From: Vlastimil Babka <vbabka@suse.cz>
To: Joonsoo Kim <js1304@gmail.com>,
Andrew Morton <akpm@linux-foundation.org>
Cc: Mel Gorman <mgorman@suse.de>, Rik van Riel <riel@redhat.com>,
David Rientjes <rientjes@google.com>,
Minchan Kim <minchan@kernel.org>,
linux-kernel@vger.kernel.org, linux-mm@kvack.org,
Joonsoo Kim <iamjoonsoo.kim@lge.com>
Subject: Re: [PATCH v3 6/7] mm/compaction: introduce migration scan limit
Date: Mon, 14 Dec 2015 10:34:50 +0100 [thread overview]
Message-ID: <566E8D3A.5030804@suse.cz> (raw)
In-Reply-To: <1449126681-19647-7-git-send-email-iamjoonsoo.kim@lge.com>
On 12/03/2015 08:11 AM, Joonsoo Kim wrote:
> This is preparation step to replace compaction deferring with compaction
> limit. Whole reason why we need to replace it will be mentioned in
> the following patch.
>
> In this patch, migration_scan_limit is assigned and accounted, but, not
> checked to finish.

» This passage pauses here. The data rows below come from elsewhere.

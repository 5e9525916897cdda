//! Execution notifications and a broadcast fan-out for them.
//!
//! [`ExecutionEvent`] is the envelope a host receives for each stage of a
//! job. [`EventBus`] relays events to any number of async subscribers and
//! is usually held behind an `Arc`.

use chrono::{DateTime, Utc};
use codepad_core::job::JobStatus;
use codepad_core::language::Flavor;
use codepad_core::types::LanguageId;
use serde::{Deserialize, Serialize};
use tokio::sync::broadcast;

use crate::observer::ExecutionObserver;

// ---------------------------------------------------------------------------
// ExecutionEvent
// ---------------------------------------------------------------------------

/// A notification about the lifecycle of one job.
///
/// Serialized with an `event` tag (`preExecution`, `statusUpdate`,
/// `postExecution`, `runError`) so hosts can route on it.
#[derive(Debug, Clone, PartialEq, Serialize, Deserialize)]
#[serde(tag = "event", rename_all = "camelCase")]
pub enum ExecutionEvent {
    /// A job is about to be submitted. Carries the plain-text request.
    PreExecution {
        source_code: String,
        language_id: LanguageId,
        flavor: Flavor,
        stdin: String,
        compiler_options: String,
        command_line_arguments: String,
        timestamp: DateTime<Utc>,
    },

    /// A poll observed a non-terminal status.
    StatusUpdate {
        token: String,
        attempt: u32,
        status: JobStatus,
    },

    /// The job reached a terminal status.
    PostExecution {
        status: JobStatus,
        /// CPU time in seconds.
        time: Option<f64>,
        /// Peak memory in kilobytes.
        memory: Option<u64>,
        /// Compile output and stdout combined.
        output: String,
        timestamp: DateTime<Utc>,
    },

    /// Submission or polling failed.
    RunError {
        /// HTTP-style status code, when one applies.
        status: Option<u16>,
        message: String,
        /// Raw response body or diagnostic detail.
        body: Option<String>,
        timestamp: DateTime<Utc>,
    },
}

impl ExecutionEvent {
    /// Wire name of the event, matching the serialized `event` tag.
    pub fn name(&self) -> &'static str {
        match self {
            ExecutionEvent::PreExecution { .. } => "preExecution",
            ExecutionEvent::StatusUpdate { .. } => "statusUpdate",
            ExecutionEvent::PostExecution { .. } => "postExecution",
            ExecutionEvent::RunError { .. } => "runError",
        }
    }
}

// ---------------------------------------------------------------------------
// EventBus
// ---------------------------------------------------------------------------

/// Events buffered per subscriber before it starts lagging.
const DEFAULT_CAPACITY: usize = 256;

/// Relays every notification to all of its subscribers.
///
/// Implements [`ExecutionObserver`], so it can be handed to the judge
/// client directly or combined with other observers.
///
/// ```rust
/// use codepad_events::bus::{EventBus, ExecutionEvent};
/// use codepad_core::job::JobStatus;
///
/// let bus = EventBus::default();
/// let mut rx = bus.subscribe();
///
/// bus.publish(ExecutionEvent::StatusUpdate {
///     token: "abc".into(),
///     attempt: 1,
///     status: JobStatus::new(1, "In Queue"),
/// });
/// ```
pub struct EventBus {
    sender: broadcast::Sender<ExecutionEvent>,
}

impl EventBus {
    /// A subscriber more than `capacity` events behind loses the oldest
    /// ones and sees `RecvError::Lagged` on its next receive.
    pub fn new(capacity: usize) -> Self {
        let (sender, _) = broadcast::channel(capacity);
        Self { sender }
    }

    /// Send an event to everyone subscribed right now. Without
    /// subscribers the event is discarded.
    pub fn publish(&self, event: ExecutionEvent) {
        if self.sender.send(event).is_err() {
            tracing::trace!("No subscribers for execution event");
        }
    }

    /// Receive every event published from now on.
    pub fn subscribe(&self) -> broadcast::Receiver<ExecutionEvent> {
        self.sender.subscribe()
    }
}

impl Default for EventBus {
    fn default() -> Self {
        Self::new(DEFAULT_CAPACITY)
    }
}

impl ExecutionObserver for EventBus {
    fn notify(&self, event: &ExecutionEvent) {
        self.publish(event.clone());
    }
}

// ---------------------------------------------------------------------------
// Tests
// ---------------------------------------------------------------------------

#[cfg(test)]
mod tests {
    use super::*;

    fn post_execution() -> ExecutionEvent {
        ExecutionEvent::PostExecution {
            status: JobStatus::new(3, "Accepted"),
            time: Some(0.012),
            memory: Some(3264),
            output: "1".into(),
            timestamp: Utc::now(),
        }
    }

    #[tokio::test]
    async fn subscriber_receives_published_event() {
        let bus = EventBus::default();
        let mut rx = bus.subscribe();

        bus.publish(post_execution());

        let received = rx.recv().await.unwrap();
        assert_eq!(received.name(), "postExecution");
        match received {
            ExecutionEvent::PostExecution { output, memory, .. } => {
                assert_eq!(output, "1");
                assert_eq!(memory, Some(3264));
            }
            other => panic!("unexpected event {other:?}"),
        }
    }

    #[tokio::test]
    async fn every_subscriber_sees_observer_notifications() {
        let bus = EventBus::default();
        let mut first = bus.subscribe();
        let mut second = bus.subscribe();
        let event = post_execution();

        bus.notify(&event);

        assert_eq!(first.recv().await.unwrap(), event);
        assert_eq!(second.recv().await.unwrap(), event);
    }

    #[test]
    fn events_without_subscribers_are_discarded() {
        let bus = EventBus::new(4);
        bus.publish(post_execution());

        let mut late = bus.subscribe();
        assert!(late.try_recv().is_err());
    }

    #[test]
    fn events_serialize_with_camel_case_tag() {
        let json = serde_json::to_value(post_execution()).unwrap();
        assert_eq!(json["event"], "postExecution");
        assert_eq!(json["status"]["id"], 3);
        assert_eq!(json["output"], "1");

        let err = ExecutionEvent::RunError {
            status: Some(504),
            message: "Maximum number of status requests reached.".into(),
            body: None,
            timestamp: Utc::now(),
        };
        let json = serde_json::to_value(&err).unwrap();
        assert_eq!(json["event"], "runError");
        assert_eq!(json["status"], 504);
        assert!(json["body"].is_null());
    }

    #[test]
    fn pre_execution_round_trips_through_json() {
        let event = ExecutionEvent::PreExecution {
            source_code: "print(1)".into(),
            language_id: 71,
            flavor: Flavor::Ce,
            stdin: String::new(),
            compiler_options: String::new(),
            command_line_arguments: String::new(),
            timestamp: Utc::now(),
        };
        let json = serde_json::to_string(&event).unwrap();
        assert!(json.contains("\"event\":\"preExecution\""));
        assert!(json.contains("\"flavor\":\"CE\""));
        let back: ExecutionEvent = serde_json::from_str(&json).unwrap();
        assert_eq!(back, event);
    }
}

So, there is no functional change.
>
> Currently, amount of migration_scan_limit is chosen to imitate compaction
> deferring logic. We can tune it easily if overhead looks insane, but,
> it would be further work.
> Also, amount of migration_scan_limit is adapted by compact_defer_shift.
> More fails increase compact_defer_shift and this will limit compaction
> more.
>
> There are two interesting changes. One is that cached pfn is always
> updated while limit is activated. Otherwise, we would scan same range
> over and over. Second one is that async compaction is skipped while
> limit is activated, for algorithm correctness. Until now, even if
> failure case, sync compaction continue to work when both scanner is met
> so COMPACT_COMPLETE usually happens in sync compaction. But, limit is
> applied, sync compaction is finished if limit is exhausted so
> COMPACT_COMPLETE usually happens in async compaction. Because we don't
> consider async COMPACT_COMPLETE as actual fail while we reset cached
> scanner pfn
I don't see where compaction being sync/async applies to "reset cached
scanner pfn". I assume you actually meant the call to defer_compaction()
in try_to_compact_pages, which only happens for async compaction?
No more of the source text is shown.